La Cina prova a rilanciarsi come possibile facilitatrice della pace in Ucraina. Ma il relitto di una nave americana della Seconda guerra mondiale nel Pacifico rischia di arenare il suo obiettivo di mostrarsi come unica grande potenza responsabile. Tra diplomazia e muscoli, Pechino cerca di puntellare la sua immagine globale.

TENTATIVO giunto in concomitanza della conferenza svizzera sull’Ucraina, a cui la Cina non ha partecipato. La linea è stata ribadita anche in questi giorni: impossibile pensare di poter arrivare alla pace senza coinvolgere entrambe le parti coinvolte nel conflitto. Nella prospettiva di Pechino, continuare a inviare armi a Kiev serve solo a far proseguire la guerra e «gettare benzina sul fuoco». E così, nella narrativa dei media di stato, la conferenza svizzera diventa quasi una continuazione del summit del G7, utile a perseguire una «divisione in blocchi» in ossequio a una «mentalità da guerra fredda» emanazione del «desiderio di egemonia» degli Usa. Ieri, il portavoce del ministero degli Esteri Lin Jian ha attaccato: «Il G7 non può parlare a nome della comunità internazionale. Rappresenta solo il 10% della popolazione mondiale e la quota nell’economia globale diminuisce ogni anno». Implicito riferimento all’allargamento dei Brics, a cui presto potrebbero aderire nuovi paesi tra cui Thailandia e Turchia. Interessante che, durante la conferenza svizzera, il vice rappresentante alle Nazioni unite, Geng Shuang, abbia invitato Russia e Ucraina a «incontrarsi a metà strada». Parole che, pronunciate poche ore dopo la “proposta di pace” di Vladimir Putin, suonano come un invito a Kiev e occidente di dare credito alle possibilità negoziali cinesi di rendere meno «irricevibili» le richieste del Cremlino. Xi Jinping pensa a una conferenza di pace riconosciuta da entrambe le parti. Un progetto che coltiva col Brasile e che potrebbe prendere corpo a cavallo del summit del G20, dove il presidente cinese sarà accolto da Lula, pochi giorni dopo le elezioni americane.

INTANTO, PERÒ, nel suo vicinato Xi mostra un volto meno accomodante. Ieri c’è stata una collisione tra una nave filippina e un’imbarcazione della guardia costiera cinese nei pressi delle Spratly, isole contese nel sempre più strategico mar Cinese meridionale. «La nave filippina ha ignorato numerosi avvertimenti ed è entrata in acque cinesi provocando una collisione», dice Pechino. «Dichiarazioni fuorvianti e ingannevoli», risponde Manila. Il cerchio rosso sulla mappa è sempre intorno all’atollo di Second Thomas.

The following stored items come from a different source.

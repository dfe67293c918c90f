//! Shared-ownership lifetime of handler instances: concurrent acquire and
//! release from many threads, destruction exactly once when the last owner
//! lets go.

use std::sync::atomic::{AtomicUsize, Ordering};
use std::sync::Arc;

use sync_overlays::{create_handler, OverlayHandler, CLASS_ID_SYNC};

/// Wraps a handler so its destruction is observable
struct DropProbe {
    handler: Arc<OverlayHandler>,
    drops: Arc<AtomicUsize>,
}

impl Drop for DropProbe {
    fn drop(&mut self) {
        self.drops.fetch_add(1, Ordering::SeqCst);
    }
}

#[test]
fn concurrent_acquire_release_keeps_handler_alive() {
    let handler = create_handler(CLASS_ID_SYNC).unwrap();

    let threads: Vec<_> = (0..8)
        .map(|_| {
            let local = Arc::clone(&handler);
            std::thread::spawn(move || {
                for _ in 0..1000 {
                    let acquired = Arc::clone(&local);
                    assert_eq!(acquired.priority(), 3);
                }
            })
        })
        .collect();

    for thread in threads {
        thread.join().unwrap();
    }

    // Every acquire was balanced by a release; we are the sole owner again.
    assert!(Arc::try_unwrap(handler).is_ok());
}

#[test]
fn handler_is_destroyed_exactly_once() {
    let drops = Arc::new(AtomicUsize::new(0));
    let probe = Arc::new(DropProbe {
        handler: create_handler(CLASS_ID_SYNC).unwrap(),
        drops: Arc::clone(&drops),
    });

    let threads: Vec<_> = (0..8)
        .map(|_| {
            let local = Arc::clone(&probe);
            std::thread::spawn(move || {
                for _ in 0..500 {
                    let acquired = Arc::clone(&local);
                    assert_eq!(acquired.handler.category().priority(), 3);
                    drop(acquired);
                }
            })
        })
        .collect();

    for thread in threads {
        thread.join().unwrap();
    }

    assert_eq!(drops.load(Ordering::SeqCst), 0, "alive while referenced");
    drop(probe);
    assert_eq!(drops.load(Ordering::SeqCst), 1, "destroyed exactly once");
}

LE SCINTILLE si accendono ormai da quasi un anno, con vari gradi di intensità, all’incirca ogni tre settimane. Quando, cioè, Manila manda missioni di rifornimento per il piccolo contingente di truppe della Sierra Madre, vecchia nave americana improvvisata mini stazione militare. Nei mesi scorsi sono stati azionati diverse volte i cannoni ad acqua cinesi, mentre Pechino accusa i filippini di aver puntato delle armi contro i suoi uomini. Tre settimane fa, l’esercito filippino ha denunciato il «sequestro» di generi alimentari e medicinali paracadutati sull’avamposto.

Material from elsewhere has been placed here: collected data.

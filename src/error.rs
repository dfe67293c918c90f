//! Error types and exit codes for sync-overlays

use std::process::ExitCode;
use thiserror::Error;
use uuid::Uuid;

/// Main error type for sync-overlays operations
#[derive(Error, Debug)]
pub enum OverlayError {
    #[error("No overlay handler registered for class id {class_id}")]
    ClassNotAvailable { class_id: Uuid },

    #[error("Cannot resolve hosting module path: {reason}")]
    ModulePath { reason: String },

    #[error("Invalid path: {path}")]
    InvalidPath { path: String },

    #[error("Status channel unavailable: {message}")]
    ChannelUnavailable { message: String },

    #[error("Unknown overlay category: {name}")]
    UnknownCategory { name: String },

    #[error("IO error: {0}")]
    Io(#[from] std::io::Error),
}

impl OverlayError {
    /// Convert error to appropriate exit code:
    /// - 0: Success
    /// - 1: IO / channel error
    /// - 2: Unknown class id, category, or path argument
    /// - 3: Module path resolution failure
    pub fn exit_code(&self) -> ExitCode {
        match self {
            Self::ClassNotAvailable { .. } => ExitCode::from(2),
            Self::UnknownCategory { .. } => ExitCode::from(2),
            Self::InvalidPath { .. } => ExitCode::from(2),
            Self::ModulePath { .. } => ExitCode::from(3),
            Self::ChannelUnavailable { .. } => ExitCode::from(1),
            Self::Io(_) => ExitCode::from(1),
        }
    }
}

/// Result type alias for sync-overlays operations
pub type Result<T> = std::result::Result<T, OverlayError>;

Il nuovo incidente avviene solo pochi giorni dopo l’entrata in vigore delle nuove norme che rafforzano i poteri della guardia costiera cinese. Ma, attenzione, perché rischia di non trattarsi di mere schermaglie regionali. A inizio giugno, il presidente filippino Ferdinand Marcos Jr ha chiarito per la prima volta che cosa farebbe scattare la richiesta agli Usa di azionare il trattato di mutua difesa: la morte «su azione volontaria» di un cittadino filippino.

WASHINGTON non ha confermato, ma non sono in pochi quelli che ritengono questo teatro quello potenzialmente più insidioso. Per la presenza di molteplici attori e per il possibile coinvolgimento diretto di entrambe le grandi potenze. La strada per una de escalation appare strettissima. I primi giorni di giugno, a Singapore, i funzionari della Difesa cinese rispondevano così: «Distensione? Se non cambia posizione, solo quando Marcos non sarà più presidente».